Definitions (Senses and Subsenses)

Note: Cp. sterre n.
1.
(a) An apparently luminous celestial body; a star, planet, comet; also fig.; also, a star or planet as used in divination or prophecy; (b) the star of Bethlehem heralding the birth of Jesus; (c) in similes and stock comparisons; also, in epithets for the Virgin Mary: ~ of the se, ~ of sternes; (d) a star-shaped ornament or piece of jewelry; also, a star-shaped idol representing the Assyrian star god [1st quot.]; (e) a patch of white hair on the forehead of an animal; (f) in cpds. & combs.: ~ chaumbre, = sterre chaumbre, s.v. sterre n. 2.(e); ~ leme, a ray of starlight; also, fig. Christ; ~ slime, a nostoc believed to have been produced by meteorites; blasinge ~, a comet; dai ~, the morning star; also, the time at which the morning star becomes visible, dawn; also, fig. one who arouses hope or joy; -- used as an epithet for the Christ child; even ~, Venus; lode ~, a guiding star, esp. Polaris; also fig.; se ~, a lodestar; also fig.; seven sternes, the seven solar bodies recognized as planets in Ptolemaic astronomy: Mercury, Venus, Mars, Saturn, Jupiter, the sun, and the moon.
2.
Anat. ~ of the eie, eie ~, the cornea; sternes of the eie, the pupils of the eyes.

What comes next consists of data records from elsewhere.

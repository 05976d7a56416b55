use std::path::PathBuf;

use anyhow::{Context, Result, anyhow};
use tracing::info;

use crate::dataset::{self, Dataset, DatasetFilter};
use crate::{fake_dataset, historical_dataset, parquet_source};

/// Where a session's historical matches come from.
#[derive(Debug, Clone)]
pub enum DataSource {
    Sqlite(PathBuf),
    Parquet(PathBuf),
    Json(PathBuf),
    /// Synthetic matches from a fixed seed.
    Demo(u64),
}

impl DataSource {
    /// Picks the first explicit source, falling back to the configured sqlite path.
    pub fn resolve(
        db: Option<PathBuf>,
        parquet: Option<PathBuf>,
        json: Option<PathBuf>,
        demo: bool,
        configured_db: Option<PathBuf>,
    ) -> Result<Self> {
        if demo {
            return Ok(DataSource::Demo(DEMO_SEED));
        }
        if let Some(path) = parquet {
            return Ok(DataSource::Parquet(path));
        }
        if let Some(path) = json {
            return Ok(DataSource::Json(path));
        }
        db.or(configured_db)
            .map(DataSource::Sqlite)
            .ok_or_else(|| anyhow!("no data source: pass --db, --parquet, --json-data or --demo"))
    }

    /// Loads the matches accepted by `filter` into an immutable [`Dataset`].
    pub fn load(&self, filter: &DatasetFilter) -> Result<Dataset> {
        let matches = match self {
            DataSource::Sqlite(path) => {
                if !path.exists() {
                    return Err(anyhow!(
                        "sqlite db {} not found; run hist_ingest first",
                        path.display()
                    ));
                }
                let conn = historical_dataset::open_db(path)?;
                historical_dataset::load_matches(&conn, filter)?
            }
            DataSource::Parquet(path) => {
                let load = parquet_source::load_parquet(path, filter.league.as_deref())
                    .with_context(|| format!("load parquet {}", path.display()))?;
                keep(load.matches, filter)
            }
            DataSource::Json(path) => keep(dataset::load_json(path)?, filter),
            DataSource::Demo(seed) => keep(fake_dataset::generate(*seed), filter),
        };
        info!(source = %self, matches = matches.len(), "historical matches loaded");
        Ok(Dataset::new(matches))
    }
}

impl std::fmt::Display for DataSource {
    fn fmt(&self, f: &mut std::fmt::Formatter<'_>) -> std::fmt::Result {
        match self {
            DataSource::Sqlite(p) => write!(f, "sqlite:{}", p.display()),
            DataSource::Parquet(p) => write!(f, "parquet:{}", p.display()),
            DataSource::Json(p) => write!(f, "json:{}", p.display()),
            DataSource::Demo(seed) => write!(f, "demo:{seed}"),
        }
    }
}

pub const DEMO_SEED: u64 = 2024;

fn keep(
    matches: Vec<dataset::HistoricalMatch>,
    filter: &DatasetFilter,
) -> Vec<dataset::HistoricalMatch> {
    matches.into_iter().filter(|m| filter.accepts(m)).collect()
}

Supplemental Materials (draft)

Note: Med., etc. (sense 2.), see further J.Norri, Dictionary of Medical Vocabulary, s.vv. eye stern and stern of the eye. See also his article "'Star of the Eye' in English Historical Dictionaries," Notes and Queries (June 2019), 222-224 [advance copy received from J. Norri], on the basis of which, sense 2. has been moved from sterne n.(1) to sterne n.(2). Cp. the similar use of sterre n.: "In lyke wyse a chylde of .viii. yeres of age was hurte with a shafte in ye sterre of his eye / that therin was sene a grete webbe / thrughe yt whiche stroke he was blynde" -- Hieronymus Brunschwig, The noble experyence of the vertuous handy warke of surgeri (London : Petrus Treueris, 1525; STC 13434, ESTC S119422), cap. 38 [EEBO vid 20057, image 33], which corresponds to "sterreken van zijn oge" in a Middle Dutch version (Hieronymus Braunschweig, Das Hantwerck der Cyrurgien (Utrecht, 1535), sig. H1vb. as quoted by Norri, p. 224) and to "stern des ougenn [oghen]" in German. The usage would appear to be rooted in the brightness of eye and star, and to derive from Dutch or German.